There's an ancient stoic concept called negative visualisation. Instead of flicking through Instagram feeling bad because your life isn't as perfect as others, mentally walk in the shoes of someone in a horrible situation. You'll feel much better about where you are.
Scott travelled the world searching for the origins of Upham's superhuman courage. He finds a GP uncle who demonstrated impressive charity and sacrifice in Lyttelton. Tales of schoolyard Upham standing up to the big guys in defence of little guys. Courage on the rugby field and hot pie sorties for the good of his dorm.
One day Charlie read the headline "Nuremberg laws passed, Germany bans marriage to Jews." He screamed "Bastards! Filthy, bigoted sons of bitches" and before you know it, he was on the other side of the planet jumping on the back of German tanks.
Scott points out that Upham was brave, but he wasn't fearless. When enemy doctors wanted to amputate his badly wounded arm "Charlie was terrified. Babbling struggling and protesting loudly." Yet in the heat of battle, his sense of duty overrode self-preservation.

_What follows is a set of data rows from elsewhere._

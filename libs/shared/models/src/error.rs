use thiserror::Error;

/// Failure of a single call against the remote service.
#[derive(Error, Debug, Clone, PartialEq)]
pub enum ApiError {
    #[error("Request timed out after {after_ms}ms")]
    Timeout { after_ms: u64 },

    #[error("Service unreachable: {0}")]
    Unreachable(String),

    #[error("API Error {status}: {detail}")]
    Server { status: u16, detail: String },

    #[error("Unexpected response body: {0}")]
    Decode(String),
}

impl ApiError {
    pub fn status(&self) -> Option<u16> {
        match self {
            ApiError::Server { status, .. } => Some(*status),
            _ => None,
        }
    }

    pub fn is_not_found(&self) -> bool {
        self.status() == Some(404)
    }

    /// Human-readable text shown inline by the views.
    pub fn user_message(&self) -> String {
        match self {
            ApiError::Timeout { .. } => {
                "The server took too long to respond. Please try again.".to_string()
            }
            ApiError::Unreachable(_) => {
                "Unable to reach the Smart Health service. Check your connection.".to_string()
            }
            ApiError::Server { detail, .. } => detail.clone(),
            ApiError::Decode(_) => "Received an unexpected response from the server.".to_string(),
        }
    }
}
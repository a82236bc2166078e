pub mod alert;
pub mod analytics;
pub mod assistant;
pub mod error;
pub mod patient;
pub mod vitals;

pub use alert::{Alert, AlertSeverity};
pub use analytics::{AnalyticsResult, RiskDistribution, TrendDirection, VitalAverages};
pub use assistant::{AssistantResponse, ChatRequest};
pub use error::ApiError;
pub use patient::{Gender, Patient, PatientCreate, PatientUpdate};
pub use vitals::{RecordedReading, RiskLevel, VitalReading, VitalRecord};
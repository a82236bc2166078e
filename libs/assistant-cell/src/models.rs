pub const WELCOME_GREETING: &str = "Hello! I'm the Smart Health Virtual Assistant. I can answer general health questions to support your care. Please note that I'm not a substitute for professional medical advice. How can I assist you today?";

pub const RESET_GREETING: &str =
    "Hello! I'm the Smart Health Virtual Assistant. How can I assist you today?";

pub const FALLBACK_REPLY: &str = "I was unable to process your question at this time. Please ensure the backend service is running and try again.";

pub const SUGGESTED_QUESTIONS: [&str; 5] = [
    "What are the symptoms of Type 2 Diabetes?",
    "How can I lower my blood pressure naturally?",
    "What does a high cholesterol reading mean?",
    "When should I seek emergency care for chest pain?",
    "What is BMI and why does it matter?",
];

#[derive(Debug, Clone, Copy, PartialEq, Eq)]
pub enum Role {
    User,
    Assistant,
}

#[derive(Debug, Clone, PartialEq)]
pub struct ChatMessage {
    pub id: u64,
    pub role: Role,
    pub content: String,
    pub topic: Option<String>,
    pub disclaimer: Option<String>,
}

impl ChatMessage {
    pub(crate) fn plain(id: u64, role: Role, content: impl Into<String>) -> Self {
        Self {
            id,
            role,
            content: content.into(),
            topic: None,
            disclaimer: None,
        }
    }
}
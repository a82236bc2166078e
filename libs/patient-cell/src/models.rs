use std::fmt;
use std::str::FromStr;

use serde::{Deserialize, Serialize};

use shared_models::Gender;

pub const PAGE_SIZE: usize = 10;

pub const REGISTRY_LOAD_ERROR: &str =
    "Failed to securely connect to the patient registry. Please try again later.";

#[derive(Debug, Clone, Copy, PartialEq, Eq, Hash, Serialize, Deserialize)]
#[serde(rename_all = "snake_case")]
pub enum SortField {
    Name,
    Age,
    Gender,
    CreatedAt,
}

impl FromStr for SortField {
    type Err = String;

    fn from_str(s: &str) -> Result<Self, Self::Err> {
        match s.trim().to_ascii_lowercase().as_str() {
            "name" => Ok(SortField::Name),
            "age" => Ok(SortField::Age),
            "gender" => Ok(SortField::Gender),
            "created_at" | "created" => Ok(SortField::CreatedAt),
            other => Err(format!(
                "unknown sort field '{}', expected name, age, gender or created_at",
                other
            )),
        }
    }
}

#[derive(Debug, Clone, Copy, PartialEq, Eq, Hash, Serialize, Deserialize)]
#[serde(rename_all = "lowercase")]
pub enum SortOrder {
    Asc,
    Desc,
}

impl FromStr for SortOrder {
    type Err = String;

    fn from_str(s: &str) -> Result<Self, Self::Err> {
        match s.trim().to_ascii_lowercase().as_str() {
            "asc" => Ok(SortOrder::Asc),
            "desc" => Ok(SortOrder::Desc),
            other => Err(format!("unknown sort order '{}', expected asc or desc", other)),
        }
    }
}

impl SortOrder {
    pub fn toggled(self) -> Self {
        match self {
            SortOrder::Asc => SortOrder::Desc,
            SortOrder::Desc => SortOrder::Asc,
        }
    }
}

/// Categorical filter over gender, with `All` as the pass-through sentinel.
#[derive(Debug, Clone, Copy, PartialEq, Eq, Hash, Default)]
pub enum GenderFilter {
    #[default]
    All,
    Only(Gender),
}

impl GenderFilter {
    pub fn admits(&self, gender: Gender) -> bool {
        match self {
            GenderFilter::All => true,
            GenderFilter::Only(wanted) => *wanted == gender,
        }
    }

    pub fn label(&self) -> &'static str {
        match self {
            GenderFilter::All => "All",
            GenderFilter::Only(gender) => gender.as_str(),
        }
    }
}

impl fmt::Display for GenderFilter {
    fn fmt(&self, f: &mut fmt::Formatter<'_>) -> fmt::Result {
        f.write_str(self.label())
    }
}

impl FromStr for GenderFilter {
    type Err = String;

    fn from_str(s: &str) -> Result<Self, Self::Err> {
        if s.trim().eq_ignore_ascii_case("all") {
            Ok(GenderFilter::All)
        } else {
            s.parse::<Gender>().map(GenderFilter::Only)
        }
    }
}

/// Attention level inferred from free-text medical history.
#[derive(Debug, Clone, Copy, PartialEq, Eq)]
pub enum ConditionBadge {
    Critical,
    Monitoring,
    Stable,
}

impl ConditionBadge {
    pub fn classify(medical_history: Option<&str>) -> Self {
        let Some(history) = medical_history else {
            return ConditionBadge::Stable;
        };
        let history = history.to_lowercase();

        if mentions(&history, &["critical", "severe", "hypertension"]) {
            ConditionBadge::Critical
        } else if mentions(&history, &["monitoring", "type 2", "asthma"]) {
            ConditionBadge::Monitoring
        } else {
            ConditionBadge::Stable
        }
    }
}

fn mentions(text: &str, words: &[&str]) -> bool {
    words.iter().any(|w| text.contains(w))
}

#[derive(Debug, Clone, Copy, PartialEq, Eq)]
pub enum RegistrationStep {
    Identity,
    Vitals,
    Submitted,
}
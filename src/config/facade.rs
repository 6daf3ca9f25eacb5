//! ConfigLoader facade delegating to the merge service.

use super::merge::MergeService;
use super::FoldermapConfig;
use config::ConfigError;
use std::path::Path;

/// Configuration loader facade.
pub struct ConfigLoader;

impl ConfigLoader {
    /// Load configuration from files and environment.
    pub fn load(workspace_root: &Path) -> Result<FoldermapConfig, ConfigError> {
        MergeService::load(workspace_root)
    }

    /// Load configuration from a specific file.
    pub fn load_from_file(path: &Path) -> Result<FoldermapConfig, ConfigError> {
        MergeService::load_from_file(path)
    }

    /// Create default configuration.
    pub fn default() -> FoldermapConfig {
        FoldermapConfig::default()
    }
}
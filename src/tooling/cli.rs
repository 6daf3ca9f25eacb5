//! Command-line interface for all FolderMap operations.

use crate::config::{ConfigLoader, FoldermapConfig};
use crate::error::FoldermapError;
use crate::export::write_export;
use crate::logging::LoggingConfig;
use crate::render::{self, format, RenderOptions};
use crate::types::RenderMode;
use clap::{Parser, Subcommand};
use serde_json::json;
use std::path::PathBuf;
use tracing::info;

/// FolderMap CLI - directory structure rendering
#[derive(Parser)]
#[command(name = "foldermap")]
#[command(about = "Render directory trees as indented text")]
pub struct Cli {
    #[command(subcommand)]
    pub command: Commands,

    /// Configuration file path (overrides default config loading)
    #[arg(long)]
    pub config: Option<PathBuf>,

    /// Enable verbose logging (default: off)
    #[arg(long, default_value = "false")]
    pub verbose: bool,

    /// Log level (trace, debug, info, warn, error, off)
    #[arg(long)]
    pub log_level: Option<String>,

    /// Log format (json, text)
    #[arg(long)]
    pub log_format: Option<String>,

    /// Log output (stdout, stderr, file)
    #[arg(long)]
    pub log_output: Option<String>,

    /// Log file path (if output is "file")
    #[arg(long)]
    pub log_file: Option<PathBuf>,
}

#[derive(Subcommand)]
pub enum Commands {
    /// Render a directory structure to stdout
    Render {
        /// Target directory
        path: PathBuf,

        /// Render mode: target, preceding, or succeeding
        #[arg(long)]
        mode: Option<String>,

        /// Skip entries whose name starts with '.'
        #[arg(long)]
        hide_hidden: bool,

        /// Output format (text or json)
        #[arg(long, default_value = "text")]
        format: String,
    },
    /// Render a directory structure and export it as UTF-8 text
    Export {
        /// Target directory
        path: PathBuf,

        /// Export file path
        #[arg(long)]
        output: PathBuf,

        /// Render mode: target, preceding, or succeeding
        #[arg(long)]
        mode: Option<String>,

        /// Skip entries whose name starts with '.'
        #[arg(long)]
        hide_hidden: bool,
    },
    /// List the available render modes
    Modes,
}

/// Execution context holding loaded configuration.
pub struct CliContext {
    config: FoldermapConfig,
}

impl CliContext {
    /// Create a new CLI context, loading configuration from the given file
    /// or from the standard sources.
    pub fn new(config_path: Option<PathBuf>) -> Result<Self, FoldermapError> {
        let config = if let Some(path) = &config_path {
            ConfigLoader::load_from_file(path)?
        } else {
            let cwd = std::env::current_dir()
                .map_err(|e| FoldermapError::ConfigError(format!("cwd unavailable: {}", e)))?;
            ConfigLoader::load(&cwd)?
        };
        Ok(Self { config })
    }

    /// Loaded configuration.
    pub fn config(&self) -> &FoldermapConfig {
        &self.config
    }

    /// Logging configuration with CLI overrides applied.
    pub fn logging_config(&self, cli: &Cli) -> LoggingConfig {
        let mut logging = self.config.logging.clone();
        if cli.verbose {
            logging.level = "debug".to_string();
        }
        if let Some(level) = &cli.log_level {
            logging.level = level.clone();
        }
        if let Some(format) = &cli.log_format {
            logging.format = format.clone();
        }
        if let Some(output) = &cli.log_output {
            logging.output = output.clone();
        }
        if let Some(file) = &cli.log_file {
            logging.file = Some(file.clone());
        }
        logging
    }

    /// Execute a command, returning its printable output.
    pub fn execute(&self, command: &Commands) -> Result<String, FoldermapError> {
        match command {
            Commands::Render {
                path,
                mode,
                hide_hidden,
                format: output_format,
            } => {
                let mode = self.effective_mode(mode.as_deref())?;
                let opts = self.effective_options(*hide_hidden);
                info!(path = %path.display(), mode = %mode, hide_hidden = opts.hide_hidden, "rendering directory structure");

                match output_format.as_str() {
                    "text" => render::render_text(path, mode, &opts),
                    "json" => {
                        let nodes = render::render_structure(path, mode, &opts)?;
                        let payload = json!({
                            "mode": mode.as_str(),
                            "path": path.display().to_string(),
                            "hide_hidden": opts.hide_hidden,
                            "total": nodes.len(),
                            "entries": nodes,
                        });
                        Ok(serde_json::to_string_pretty(&payload)?)
                    }
                    other => Err(FoldermapError::InvalidFormat(other.to_string())),
                }
            }
            Commands::Export {
                path,
                output,
                mode,
                hide_hidden,
            } => {
                let mode = self.effective_mode(mode.as_deref())?;
                let opts = self.effective_options(*hide_hidden);
                info!(path = %path.display(), output = %output.display(), mode = %mode, "exporting directory structure");

                let text = render::render_text(path, mode, &opts)?;
                write_export(output, &text)?;
                Ok(format!("Exported to {}", output.display()))
            }
            Commands::Modes => Ok(describe_modes()),
        }
    }

    /// Mode from the CLI flag, falling back to the configured default.
    fn effective_mode(&self, cli_mode: Option<&str>) -> Result<RenderMode, FoldermapError> {
        match cli_mode {
            Some(s) => RenderMode::parse(s),
            None => RenderMode::parse(&self.config.render.mode),
        }
    }

    /// The --hide-hidden flag turns hiding on; the config default applies
    /// when the flag is absent.
    fn effective_options(&self, cli_hide_hidden: bool) -> RenderOptions {
        RenderOptions {
            hide_hidden: cli_hide_hidden || self.config.render.hide_hidden,
        }
    }
}

/// Short summary of available modes for --help adjacent output.
pub fn describe_modes() -> String {
    let mut out = String::new();
    out.push_str(&format!("{}\n\n", format::format_section_heading("Modes")));
    for mode in [
        RenderMode::TargetOnly,
        RenderMode::WithPreceding,
        RenderMode::WithSucceeding,
    ] {
        out.push_str(&format!("  {:<12} {}\n", mode.as_str(), mode.display_name()));
    }
    out
}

A soldier who witnessed Upham carrying a wounded man on his shoulders through a hail of bullets exclaimed "He'll either get a wooden cross or a Victoria Cross."
He got the VC - twice. The only combat soldier to do so. The highest award for conspicuous gallantry.

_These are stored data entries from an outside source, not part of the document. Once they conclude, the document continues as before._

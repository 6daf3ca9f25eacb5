//! Format node lists as indented text.
//!
//! Line shapes follow the original FolderMap export format: emoji markers,
//! four-space indent per depth level, trailing `/` on directories.

use crate::types::{Node, NodeKind, RenderMode};
use owo_colors::OwoColorize;

/// One indent unit per depth level.
pub const INDENT: &str = "    ";

pub const DIR_MARKER: &str = "📁";
pub const FILE_MARKER: &str = "📄";
pub const DENIED_MARKER: &str = "⛔ [Permission Denied]";
pub const NOT_FOUND_MARKER: &str = "❌";

/// Format the node list as the flat indented body text.
pub fn format_structure_text(nodes: &[Node]) -> String {
    let mut out = String::new();
    for node in nodes {
        let indent = INDENT.repeat(node.depth);
        match node.kind {
            NodeKind::Directory => {
                out.push_str(&format!("{}{} {}/\n", indent, DIR_MARKER, node.name));
            }
            NodeKind::File => {
                out.push_str(&format!("{}{} {}\n", indent, FILE_MARKER, node.name));
            }
            NodeKind::PermissionDenied => {
                out.push_str(&format!("{}{}\n", indent, DENIED_MARKER));
            }
            NodeKind::NotFound => {
                out.push_str(&format!(
                    "{}{} {} (Not Found)\n",
                    indent, NOT_FOUND_MARKER, node.name
                ));
            }
        }
    }
    out
}

/// Banner placed above the body in rendered and exported text.
pub fn render_header(mode: RenderMode) -> String {
    format!("Folder Structure ({}):\n\n", mode.display_name())
}

/// Bold section heading for terminal summaries.
pub fn format_section_heading(title: &str) -> String {
    format!("{}", title.bold())
}

#[cfg(test)]
mod tests {
    use super::*;

    #[test]
    fn test_format_directory_and_file_lines() {
        let nodes = vec![
            Node::directory("src", 0),
            Node::file("lib.rs", 1),
            Node::file("README.md", 0),
        ];
        assert_eq!(
            format_structure_text(&nodes),
            "📁 src/\n    📄 lib.rs\n📄 README.md\n"
        );
    }

    #[test]
    fn test_format_marker_lines() {
        let nodes = vec![Node::permission_denied(2), Node::not_found("ghost", 1)];
        assert_eq!(
            format_structure_text(&nodes),
            "        ⛔ [Permission Denied]\n    ❌ ghost (Not Found)\n"
        );
    }

    #[test]
    fn test_format_root_segment_renders_bare_slash() {
        let nodes = vec![Node::directory("", 0)];
        assert_eq!(format_structure_text(&nodes), "📁 /\n");
    }

    #[test]
    fn test_format_empty_body() {
        assert_eq!(format_structure_text(&[]), "");
    }

    #[test]
    fn test_render_header_uses_display_name() {
        assert_eq!(
            render_header(RenderMode::WithPreceding),
            "Folder Structure (With Preceding):\n\n"
        );
    }
}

In the opinion of superiors like Major General Howard "Kip" Kippenberger, Upham deserved eight of them.
But Upham detested being elevated above others. As he stated in a New Zealand Army broadcast "It was the men in my own battalion, not myself, who earned the distinction." He found the whole VC thing hugely embarrassing. He didn't "want to be treated different to any other bastard." Brave and humble - very cool.
The highest honour you can bestow on a biography is skipping the pictures to continue reading the story.
There's a heart-wrenching letter that Upham wrote to Trevor Bellringer's family, a friend who had died in Greece. Upham penned it alone on a former leper colony island while taking cover from a nationwide VC media storm.
He gave a detailed account of the events that led to the man's heroic demise. I jumped right over the pics to get back to that story. I didn't go back till I'd finished the book.
Lucky I did. There's a photo Upham took of Egyptian livestock captioned "fat-tailed sheep crossing irrigation canal near Cairo." He makes no mention of the giant pyramids in the background.
Tom Scott's enthusiasm for his subject is infectious. His global Upham adventure will enthral you. Read this book if you haven't already (it came out August last year). Your morning drive to work will compare very favourable to Charlie's 1942 commute to a POW camp. "Screams bounced off the walls. The floor was awash with blood, urine and body waste. Drums overflowing with corpses and severed limbs."
I love Charles Upham for many reasons. He jumped out the window of a speeding POW train; he was a great husband and dad, he used 'kia ora' in rural Canterbury in the 1950s. He was humble, heroic and funny. He was also a bit of a grumpy bastard. A great New Zealander.